:: Assignment ::
Pick out the lines below that include the string "SocialProviders".

====== Entries provided ======

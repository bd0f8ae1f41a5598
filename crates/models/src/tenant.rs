use chrono::{DateTime, Utc};
use lazy_static::lazy_static;
use regex::Regex;
use serde::{Deserialize, Serialize};
use std::collections::BTreeMap;
use uuid::Uuid;
use validator::Validate;

pub const SLUG_MAX_LEN: usize = 32;

lazy_static! {
    static ref SLUG_RE: Regex = Regex::new(r"^[a-z0-9-]+$").unwrap();
}

/// Validate a tenant slug: lowercase kebab, at most 32 characters.
pub fn validate_slug(slug: &str) -> Result<(), String> {
    if slug.is_empty() {
        return Err("slug must not be empty".to_string());
    }
    if slug.len() > SLUG_MAX_LEN {
        return Err(format!("slug must be at most {} characters", SLUG_MAX_LEN));
    }
    if !SLUG_RE.is_match(slug) {
        return Err("slug may only contain lowercase letters, digits, and hyphens".to_string());
    }
    Ok(())
}

/// Tenant: the isolation boundary owning configuration, users, and keys.
///
/// `id` and `slug` are immutable after creation.
#[derive(Debug, Clone, Serialize, Deserialize, PartialEq)]
#[serde(rename_all = "camelCase")]
pub struct Tenant {
    pub id: Uuid,
    pub slug: String,
    pub name: String,
    #[serde(default)]
    pub display_name: String,
    pub language: String,
    pub settings: TenantSettings,
    pub created_at: DateTime<Utc>,
    pub updated_at: DateTime<Utc>,
}

/// Create tenant request
#[derive(Debug, Clone, Serialize, Deserialize, Validate)]
#[serde(rename_all = "camelCase")]
pub struct CreateTenant {
    pub slug: String,

    #[validate(length(min = 1, max = 255))]
    pub name: String,

    #[serde(default)]
    pub display_name: Option<String>,

    /// Defaults to "en" when empty or absent.
    #[serde(default)]
    pub language: Option<String>,

    pub settings: Option<TenantSettings>,
}

/// Update tenant request (slug and id are immutable)
#[derive(Debug, Clone, Serialize, Deserialize, Validate)]
#[serde(rename_all = "camelCase")]
pub struct UpdateTenant {
    #[validate(length(min = 1, max = 255))]
    pub name: Option<String>,

    pub display_name: Option<String>,

    pub language: Option<String>,
}

/// How the OIDC issuer URL is derived for a tenant.
#[derive(Debug, Clone, Copy, Serialize, Deserialize, PartialEq, Eq)]
#[serde(rename_all = "lowercase")]
pub enum IssuerMode {
    Global,
    Path,
    Subdomain,
}

impl Default for IssuerMode {
    fn default() -> Self {
        IssuerMode::Global
    }
}

/// Per-tenant settings blob, embedded in the tenant record.
///
/// Secret-bearing fields come in plain/encrypted pairs; only the `*Enc`
/// form is ever persisted. The store encrypts and zeros the plain field
/// before writing.
#[derive(Debug, Clone, Serialize, Deserialize, Default, PartialEq)]
#[serde(rename_all = "camelCase")]
pub struct TenantSettings {
    #[serde(default)]
    pub issuer_mode: IssuerMode,

    #[serde(default, skip_serializing_if = "Option::is_none")]
    pub issuer_override: Option<String>,

    #[serde(default = "default_session_ttl")]
    pub session_ttl_seconds: u64,

    #[serde(default)]
    pub mfa_enabled: bool,

    #[serde(default)]
    pub social_login_enabled: bool,

    #[serde(default, skip_serializing_if = "Option::is_none")]
    pub user_db: Option<UserDbConfig>,

    #[serde(default, skip_serializing_if = "Option::is_none")]
    pub smtp: Option<SmtpConfig>,

    #[serde(default, skip_serializing_if = "Option::is_none")]
    pub cache: Option<CacheSettings>,

    #[serde(default)]
    pub security: SecurityPolicy,

    #[serde(default, skip_serializing_if = "Option::is_none")]
    pub social_providers: Option<SocialProviders>,

    #[serde(default, skip_serializing_if = "Vec::is_empty")]
    pub user_fields: Vec<UserField>,

    /// Keyed by template name; BTreeMap keeps persisted blobs key-sorted.
    #[serde(default, skip_serializing_if = "BTreeMap::is_empty")]
    pub mail_templates: BTreeMap<String, MailTemplate>,

    #[serde(default)]
    pub consent: ConsentPolicy,

    /// Standard-claim toggles and scope/claim bindings.
    #[serde(default)]
    pub claims: crate::claims::ClaimsSettings,
}

impl TenantSettings {
    /// True when any secret-bearing field still carries plaintext.
    pub fn has_plaintext_secrets(&self) -> bool {
        self.user_db.as_ref().is_some_and(|db| db.dsn.is_some())
            || self.smtp.as_ref().is_some_and(|s| s.password.is_some())
            || self.social_providers.as_ref().is_some_and(|sp| {
                sp.google.as_ref().is_some_and(|p| p.client_secret.is_some())
                    || sp.github.as_ref().is_some_and(|p| p.client_secret.is_some())
            })
    }
}

fn default_session_ttl() -> u64 {
    3600
}

/// Data-plane database driver
#[derive(Debug, Clone, Copy, Serialize, Deserialize, PartialEq, Eq)]
#[serde(rename_all = "lowercase")]
pub enum UserDbDriver {
    Postgres,
    Mysql,
    Mongo,
}

/// Per-tenant data-plane database configuration.
#[derive(Debug, Clone, Serialize, Deserialize, PartialEq)]
#[serde(rename_all = "camelCase")]
pub struct UserDbConfig {
    pub driver: UserDbDriver,

    /// Plaintext DSN, accepted on writes only; never persisted.
    #[serde(default, skip_serializing_if = "Option::is_none")]
    pub dsn: Option<String>,

    /// Envelope-encrypted DSN, the only form at rest.
    #[serde(default, skip_serializing_if = "Option::is_none")]
    pub dsn_enc: Option<String>,

    #[serde(default, skip_serializing_if = "Option::is_none")]
    pub schema: Option<String>,

    #[serde(default, skip_serializing_if = "Option::is_none")]
    pub max_connections: Option<u32>,
}

/// Custom user column synced into the data-plane schema.
#[derive(Debug, Clone, Serialize, Deserialize, PartialEq)]
#[serde(rename_all = "camelCase")]
pub struct UserField {
    pub name: String,
    #[serde(rename = "type")]
    pub field_type: UserFieldType,
    #[serde(default)]
    pub indexed: bool,
    #[serde(default)]
    pub unique: bool,
}

#[derive(Debug, Clone, Copy, Serialize, Deserialize, PartialEq, Eq)]
#[serde(rename_all = "lowercase")]
pub enum UserFieldType {
    String,
    Integer,
    Boolean,
    Timestamp,
    Json,
}

/// Outbound SMTP configuration for the (external) email sender.
#[derive(Debug, Clone, Serialize, Deserialize, PartialEq)]
#[serde(rename_all = "camelCase")]
pub struct SmtpConfig {
    pub host: String,
    pub port: u16,
    pub username: String,

    #[serde(default, skip_serializing_if = "Option::is_none")]
    pub password: Option<String>,

    #[serde(default, skip_serializing_if = "Option::is_none")]
    pub password_enc: Option<String>,

    pub sender_address: String,

    #[serde(default)]
    pub sender_name: String,
}

/// Per-tenant cache configuration consumed by the data-plane facade.
#[derive(Debug, Clone, Serialize, Deserialize, PartialEq)]
#[serde(rename_all = "camelCase")]
pub struct CacheSettings {
    pub url: String,
    #[serde(default)]
    pub key_prefix: String,
}

/// Password and lockout policy.
#[derive(Debug, Clone, Serialize, Deserialize, PartialEq)]
#[serde(rename_all = "camelCase")]
pub struct SecurityPolicy {
    #[serde(default = "default_password_min_length")]
    pub password_min_length: usize,

    #[serde(default = "default_max_login_attempts")]
    pub max_login_attempts: u32,

    #[serde(default = "default_lockout_duration_minutes")]
    pub lockout_duration_minutes: u32,
}

impl Default for SecurityPolicy {
    fn default() -> Self {
        Self {
            password_min_length: 8,
            max_login_attempts: 5,
            lockout_duration_minutes: 15,
        }
    }
}

fn default_password_min_length() -> usize {
    8
}

fn default_max_login_attempts() -> u32 {
    5
}

fn default_lockout_duration_minutes() -> u32 {
    15
}

/// Social login provider configuration (providers themselves are external).
#[derive(Debug, Clone, Serialize, Deserialize, Default, PartialEq)]
#[serde(rename_all = "camelCase")]
pub struct SocialProviders {
    #[serde(default, skip_serializing_if = "Option::is_none")]
    pub google: Option<SocialProviderConfig>,

    #[serde(default, skip_serializing_if = "Option::is_none")]
    pub github: Option<SocialProviderConfig>,
}

#[derive(Debug, Clone, Serialize, Deserialize, PartialEq)]
#[serde(rename_all = "camelCase")]
pub struct SocialProviderConfig {
    pub client_id: String,

    #[serde(default, skip_serializing_if = "Option::is_none")]
    pub client_secret: Option<String>,

    #[serde(default, skip_serializing_if = "Option::is_none")]
    pub client_secret_enc: Option<String>,

    #[serde(default)]
    pub enabled: bool,
}

/// Mailing template reference; rendering happens in the external sender.
#[derive(Debug, Clone, Serialize, Deserialize, PartialEq)]
#[serde(rename_all = "camelCase")]
pub struct MailTemplate {
    pub subject: String,
    pub body: String,
}

/// Consent prompt policy for the OAuth surface.
#[derive(Debug, Clone, Serialize, Deserialize, PartialEq)]
#[serde(rename_all = "camelCase")]
pub struct ConsentPolicy {
    #[serde(default)]
    pub skip_for_trusted_clients: bool,

    #[serde(default = "default_consent_ttl_days")]
    pub remember_days: u32,
}

impl Default for ConsentPolicy {
    fn default() -> Self {
        Self {
            skip_for_trusted_clients: false,
            remember_days: 365,
        }
    }
}

fn default_consent_ttl_days() -> u32 {
    365
}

======

:: Task output ::
    pub social_providers: Option<SocialProviders>,
pub struct SocialProviders {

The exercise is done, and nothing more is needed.